§ EXERCISE
The lines below may contain the word "match". Please count those that do and give the number alone.

--------------------

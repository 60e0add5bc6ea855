use std::collections::BTreeMap;
use std::collections::BTreeSet;
use std::sync::Arc;

use parking_lot::Mutex;
use tracing::debug;
use tracing::instrument;
use tracing::trace;

use super::decode_row;
use super::encode_row;
use super::row_index_id;
use super::row_index_key;
use super::row_index_prefix;
use super::row_key;
use super::table_prefix;
use super::Row;
use super::RuleStore;
use super::StorageEngine;
use super::Store;
use super::StoreTxn;
use crate::Audit;
use crate::Cluster;
use crate::Namespace;
use crate::Release;
use crate::ReleaseHistory;
use crate::Result;
use crate::StorageError;
use crate::TagReleaseRule;

/// Row-level store over any [`StorageEngine`].
pub struct KvStore<E>
where
    E: StorageEngine,
{
    engine: Arc<E>,
    // Serializes transactions so check-then-insert sequences are atomic
    write_lock: Mutex<()>,
}

impl<E> KvStore<E>
where
    E: StorageEngine,
{
    pub fn new(engine: Arc<E>) -> Self {
        Self {
            engine,
            write_lock: Mutex::new(()),
        }
    }

    pub fn engine(&self) -> Arc<E> {
        self.engine.clone()
    }

    /// Live rows of `R`'s table with `id >= from_id`, stopping after `limit`.
    fn load_rows<R: Row>(
        &self,
        from_id: u64,
        limit: usize,
    ) -> Result<Vec<R>> {
        let prefix = table_prefix(R::TABLE);
        let start = row_key(R::TABLE, from_id);
        let mut rows = Vec::new();

        if limit == 0 {
            return Ok(rows);
        }

        self.engine.scan_from(&start, &prefix, &mut |_key, value| {
            let row: R = decode_row(value)?;
            if !row.is_deleted() {
                rows.push(row);
            }
            Ok(rows.len() < limit)
        })?;

        Ok(rows)
    }

    /// Live rows of `R` in the index slot `scope`, ascending by id.
    fn scoped_rows<R: Row>(
        &self,
        scope: &[&str],
    ) -> Result<Vec<R>> {
        let prefix = row_index_prefix(R::TABLE, scope);
        let mut ids = Vec::new();
        self.engine.scan_from(&prefix, &prefix, &mut |key, _| {
            ids.extend(row_index_id(key));
            Ok(true)
        })?;

        let mut rows = Vec::with_capacity(ids.len());
        for id in ids {
            if let Some(bytes) = self.engine.get(&row_key(R::TABLE, id))? {
                let row: R = decode_row(&bytes)?;
                if !row.is_deleted() {
                    rows.push(row);
                }
            }
        }
        Ok(rows)
    }
}

impl<E> RuleStore for KvStore<E>
where
    E: StorageEngine,
{
    #[instrument(skip(self))]
    fn find_rules_by_natural_key(
        &self,
        app_id: &str,
        cluster_name: &str,
        namespace_name: &str,
    ) -> Result<Vec<TagReleaseRule>> {
        let rules = self.scoped_rows::<TagReleaseRule>(&[app_id, namespace_name])?;
        Ok(filter_natural_key(rules, app_id, cluster_name, namespace_name))
    }

    #[instrument(skip(self))]
    fn find_rules_page(
        &self,
        after_id: u64,
        limit: usize,
    ) -> Result<Vec<TagReleaseRule>> {
        let Some(from_id) = after_id.checked_add(1) else {
            return Ok(Vec::new());
        };
        let page = self.load_rows::<TagReleaseRule>(from_id, limit)?;
        trace!("find_rules_page after_id={} returned {} rows", after_id, page.len());
        Ok(page)
    }
}

impl<E> Store for KvStore<E>
where
    E: StorageEngine,
{
    fn transaction<T, F>(
        &self,
        f: F,
    ) -> Result<T>
    where
        F: FnOnce(&mut dyn StoreTxn) -> Result<T>,
    {
        let _guard = self.write_lock.lock();

        let mut txn = KvTxn {
            engine: self.engine.as_ref(),
            staged: BTreeMap::new(),
        };

        let value = f(&mut txn)?;

        if txn.staged.is_empty() {
            return Ok(value);
        }

        let writes: Vec<(Vec<u8>, Vec<u8>)> = txn.staged.into_iter().collect();
        debug!("commit transaction with {} writes", writes.len());
        self.engine.apply_batch(writes)?;

        Ok(value)
    }
}

/// Staged writes of one transaction, keyed like the engine.
struct KvTxn<'a, E>
where
    E: StorageEngine,
{
    engine: &'a E,
    staged: BTreeMap<Vec<u8>, Vec<u8>>,
}

impl<E> KvTxn<'_, E>
where
    E: StorageEngine,
{
    /// Live rows of `R` in the index slot `scope`, committed and staged,
    /// ascending by id.
    fn scoped_rows<R: Row>(
        &self,
        scope: &[&str],
    ) -> Result<Vec<R>> {
        let prefix = row_index_prefix(R::TABLE, scope);
        let mut ids = BTreeSet::new();

        self.engine.scan_from(&prefix, &prefix, &mut |key, _| {
            ids.extend(row_index_id(key));
            Ok(true)
        })?;

        for key in self.staged.range(prefix.clone()..).map(|(key, _)| key) {
            if !key.starts_with(&prefix) {
                break;
            }
            ids.extend(row_index_id(key));
        }

        let mut rows = Vec::with_capacity(ids.len());
        for id in ids {
            rows.extend(self.row::<R>(id)?);
        }
        Ok(rows)
    }

    fn row<R: Row>(
        &self,
        id: u64,
    ) -> Result<Option<R>> {
        let key = row_key(R::TABLE, id);
        let bytes = match self.staged.get(&key) {
            Some(bytes) => Some(bytes.clone()),
            None => self.engine.get(&key)?,
        };

        match bytes {
            Some(bytes) => {
                let row: R = decode_row(&bytes)?;
                Ok((!row.is_deleted()).then_some(row))
            }
            None => Ok(None),
        }
    }

    fn insert<R: Row>(
        &mut self,
        mut row: R,
    ) -> Result<R> {
        row.set_id(self.engine.next_id()?);
        self.put(&row)?;
        if let Some(key) = row_index_key(&row) {
            self.staged.insert(key, Vec::new());
        }
        Ok(row)
    }

    fn put<R: Row>(
        &mut self,
        row: &R,
    ) -> Result<()> {
        self.staged.insert(row_key(R::TABLE, row.id()), encode_row(row)?);
        Ok(())
    }

    fn soft_delete<R: Row>(
        &mut self,
        id: u64,
        operator: &str,
    ) -> Result<R> {
        let mut row: R = self.row(id)?.ok_or(StorageError::RowNotFound {
            table: R::TABLE,
            id,
        })?;
        row.data_change_mut().mark_deleted(operator);
        self.put(&row)?;
        Ok(row)
    }
}

impl<E> StoreTxn for KvTxn<'_, E>
where
    E: StorageEngine,
{
    fn find_cluster(
        &self,
        app_id: &str,
        name: &str,
    ) -> Result<Option<Cluster>> {
        Ok(self
            .scoped_rows::<Cluster>(&[app_id])?
            .into_iter()
            .find(|c| c.name == name))
    }

    fn insert_cluster(
        &mut self,
        cluster: Cluster,
    ) -> Result<Cluster> {
        self.insert(cluster)
    }

    fn delete_cluster(
        &mut self,
        id: u64,
        operator: &str,
    ) -> Result<()> {
        let cluster: Cluster = self.soft_delete(id, operator)?;

        let namespaces: Vec<Namespace> = self
            .scoped_rows::<Namespace>(&[cluster.app_id.as_str()])?
            .into_iter()
            .filter(|n| n.cluster_name == cluster.name)
            .collect();
        for namespace in namespaces {
            self.soft_delete::<Namespace>(namespace.id, operator)?;
        }
        Ok(())
    }

    fn find_namespace(
        &self,
        app_id: &str,
        cluster_name: &str,
        namespace_name: &str,
    ) -> Result<Option<Namespace>> {
        Ok(self
            .scoped_rows::<Namespace>(&[app_id])?
            .into_iter()
            .find(|n| n.cluster_name == cluster_name && n.namespace_name == namespace_name))
    }

    fn find_child_namespaces(
        &self,
        app_id: &str,
        parent_cluster_name: &str,
        namespace_name: &str,
    ) -> Result<Vec<Namespace>> {
        let Some(parent) = self.find_cluster(app_id, parent_cluster_name)? else {
            return Ok(Vec::new());
        };

        let branch_clusters: Vec<String> = self
            .scoped_rows::<Cluster>(&[app_id])?
            .into_iter()
            .filter(|c| c.parent_cluster_id == parent.id)
            .map(|c| c.name)
            .collect();

        Ok(self
            .scoped_rows::<Namespace>(&[app_id])?
            .into_iter()
            .filter(|n| n.namespace_name == namespace_name && branch_clusters.contains(&n.cluster_name))
            .collect())
    }

    fn insert_namespace(
        &mut self,
        namespace: Namespace,
    ) -> Result<Namespace> {
        self.insert(namespace)
    }

    fn find_latest_active_release(
        &self,
        app_id: &str,
        cluster_name: &str,
        namespace_name: &str,
    ) -> Result<Option<Release>> {
        Ok(self
            .scoped_rows::<Release>(&[app_id, cluster_name, namespace_name])?
            .into_iter()
            .rev()
            .find(|r| !r.is_abandoned))
    }

    fn insert_release(
        &mut self,
        release: Release,
    ) -> Result<Release> {
        self.insert(release)
    }

    fn find_active_rule_by_tag(
        &self,
        app_id: &str,
        parent_cluster_name: &str,
        namespace_name: &str,
        tag: &str,
    ) -> Result<Option<TagReleaseRule>> {
        Ok(self
            .scoped_rows::<TagReleaseRule>(&[app_id, namespace_name])?
            .into_iter()
            .rev()
            .find(|r| r.is_active() && r.parent_cluster_name == parent_cluster_name && r.tag == tag))
    }

    fn find_rules_by_natural_key(
        &self,
        app_id: &str,
        cluster_name: &str,
        namespace_name: &str,
    ) -> Result<Vec<TagReleaseRule>> {
        Ok(filter_natural_key(
            self.scoped_rows::<TagReleaseRule>(&[app_id, namespace_name])?,
            app_id,
            cluster_name,
            namespace_name,
        ))
    }

    fn find_latest_branch_rule(
        &self,
        app_id: &str,
        cluster_name: &str,
        namespace_name: &str,
        branch_name: &str,
    ) -> Result<Option<TagReleaseRule>> {
        Ok(filter_natural_key(
            self.scoped_rows::<TagReleaseRule>(&[app_id, namespace_name])?,
            app_id,
            cluster_name,
            namespace_name,
        )
        .into_iter()
        .rev()
        .find(|r| r.branch_name == branch_name))
    }

    fn insert_rule(
        &mut self,
        rule: TagReleaseRule,
    ) -> Result<TagReleaseRule> {
        self.insert(rule)
    }

    fn delete_rule(
        &mut self,
        id: u64,
        operator: &str,
    ) -> Result<()> {
        self.soft_delete::<TagReleaseRule>(id, operator)?;
        Ok(())
    }

    fn insert_release_history(
        &mut self,
        history: ReleaseHistory,
    ) -> Result<ReleaseHistory> {
        self.insert(history)
    }

    fn insert_audit(
        &mut self,
        audit: Audit,
    ) -> Result<Audit> {
        self.insert(audit)
    }
}

fn filter_natural_key(
    rules: Vec<TagReleaseRule>,
    app_id: &str,
    cluster_name: &str,
    namespace_name: &str,
) -> Vec<TagReleaseRule> {
    rules
        .into_iter()
        .filter(|r| {
            r.app_id == app_id && r.namespace_name == namespace_name && r.in_cluster(cluster_name)
        })
        .collect()
}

--------------------

§ ANSWER TO THE EXERCISE
2